In the U.S. system, the two most common types of bankruptcy are Chapter 7 and Chapter 13. In Chapter 7 bankruptcy, people can erase debts with an agreed-on lump-sum payment, but to do so they must liquidate assets that are not exempt. In Chapter 13 bankruptcy, you can keep property but you must agree to a three-to-five year plan to repay debts, then stick to the plan religiously.

What’s better? The knee-jerk is to say Chapter 13 because it allows you to keep your assets, including your home, provided you can pay the mortgage as well as bankruptcy payments.

But there are pratfalls and dangers in Chapter 13 that are not present in Chapter 7. A ProPublica study in 2017 even found that those filing Chapter 7 were far more successful in resolving their cases. From 2008-2015, 96% of Chapter 7 filings received a discharge of debt. Only 41% saw a discharge filing Chapter 13.

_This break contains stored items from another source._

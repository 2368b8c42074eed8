use clap::{ArgAction, Parser, Subcommand};
use std::path::PathBuf;

#[derive(Parser, Debug)]
#[command(author, version, about = "dcmdeid: imaging record de-identification", long_about = None)]
pub struct Cli {
    /// Increase log verbosity (-v debug, -vv trace). RUST_LOG takes precedence.
    #[arg(short, long, action = ArgAction::Count, global = true)]
    pub verbose: u8,

    #[command(subcommand)]
    pub command: Commands,
}

#[derive(Subcommand, Debug)]
pub enum Commands {
    /// Inventory the fields and distinct values found in a folder of records
    Scan {
        /// folder searched recursively, including zip and tar containers
        #[arg(short, long, default_value = ".")]
        folder: PathBuf,
        /// CSV file receiving one row per field
        #[arg(short, long = "target-file", default_value = "dicom_fields.csv")]
        target_file: PathBuf,
        /// maximum number of distinct values listed per field
        #[arg(short, long, default_value_t = 20)]
        limit: usize,
    },
    /// Apply a rule file to every record in a folder
    Deid {
        /// folder searched recursively, including zip and tar containers
        #[arg(short, long)]
        folder: Option<PathBuf>,
        /// rule file (`<address> > <action>` per line)
        #[arg(short, long = "param-file")]
        param_file: Option<PathBuf>,
        /// CSV file receiving archived values and renames
        #[arg(short, long = "archive-file")]
        archive_file: Option<PathBuf>,
        /// mirror results here instead of overwriting in place
        #[arg(short, long = "output-folder")]
        output_folder: Option<PathBuf>,
        /// rename saved records and tag output containers with this extension
        #[arg(short, long)]
        extension: Option<String>,
        /// YYYYMMDD date written into cleared date fields
        #[arg(short = 'd', long = "replacement-date")]
        replacement_date: Option<String>,
        /// JSON file with run options; flags given here override it
        #[arg(long)]
        config: Option<PathBuf>,
    },
}

#[cfg(test)]
mod tests {
    use super::*;

    #[test]
    fn scan_defaults() {
        let cli = Cli::try_parse_from(["dcmdeid", "scan"]).unwrap();
        assert_eq!(cli.verbose, 0);
        match cli.command {
            Commands::Scan {
                folder,
                target_file,
                limit,
            } => {
                assert_eq!(folder, PathBuf::from("."));
                assert_eq!(target_file, PathBuf::from("dicom_fields.csv"));
                assert_eq!(limit, 20);
            }
            other => panic!("unexpected {other:?}"),
        }
    }

    #[test]
    fn deid_flags_and_verbosity() {
        let cli = Cli::try_parse_from([
            "dcmdeid",
            "-vv",
            "deid",
            "--folder",
            "in",
            "-p",
            "rules.txt",
            "--output-folder",
            "out",
            "--extension",
            "anon",
            "-d",
            "20000101",
        ])
        .unwrap();
        assert_eq!(cli.verbose, 2);
        match cli.command {
            Commands::Deid {
                folder,
                param_file,
                archive_file,
                output_folder,
                extension,
                replacement_date,
                config,
            } => {
                assert_eq!(folder, Some(PathBuf::from("in")));
                assert_eq!(param_file, Some(PathBuf::from("rules.txt")));
                assert_eq!(archive_file, None);
                assert_eq!(output_folder, Some(PathBuf::from("out")));
                assert_eq!(extension.as_deref(), Some("anon"));
                assert_eq!(replacement_date.as_deref(), Some("20000101"));
                assert!(config.is_none());
            }
            other => panic!("unexpected {other:?}"),
        }
    }

    #[test]
    fn unknown_command_is_rejected() {
        assert!(Cli::try_parse_from(["dcmdeid", "pack"]).is_err());
    }
}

The pros and cons of bankruptcy Chapter 13 mean it’s not always the best option, and for some it’s simply a bad idea. Among the concerns:

  • Far higher failure rate than Chapter 7
  • High fees and costs
  • It can affect your finances
  • It impacts African-Americans more severely
  • If the bankruptcy fails, you can lose your home and assets
  • Lower chance of success
  • Because of failure, it does not help budgeting skills

1. Chapter 13 Failure Rate

Life happens, which means the unexpected is the norm. Most bankruptcy filers in Chapter 13 work out a five-year payment plan, and in five years a lot can happen.

The unexpected could range from medical bills to funeral costs to a car accident to children needing money for college to losing your job or having your salary cut. As 2019 ended, very few of us expected a pandemic and COVID-19 would derail the economy in 2020. Imagine filing for Chapter 13 bankruptcy, then being among the 30 million who lost a job in 2020?

Even making it to the end of the five-year timeframe does not mean all debts have been forgiven. Qualifying debt is erased, yes, but things like child support and student loans are not (write your representatives and senators if that student loan fact makes you angry). At that point, you have to re-assess where you are and what you can do about remaining obligations.

2. Chapter 13: High Fees & Costs

The main cost for filing Chapter 13 is the attorney. While technically any individual can file for bankruptcy on his/her or own, i.e. without an attorney, there is almost universal agreement that filing Chapter 13 without an attorney is a bad idea. A very bad idea.

The attorney is an added bankruptcy cost, but not doing so may wind up costing more in the long run.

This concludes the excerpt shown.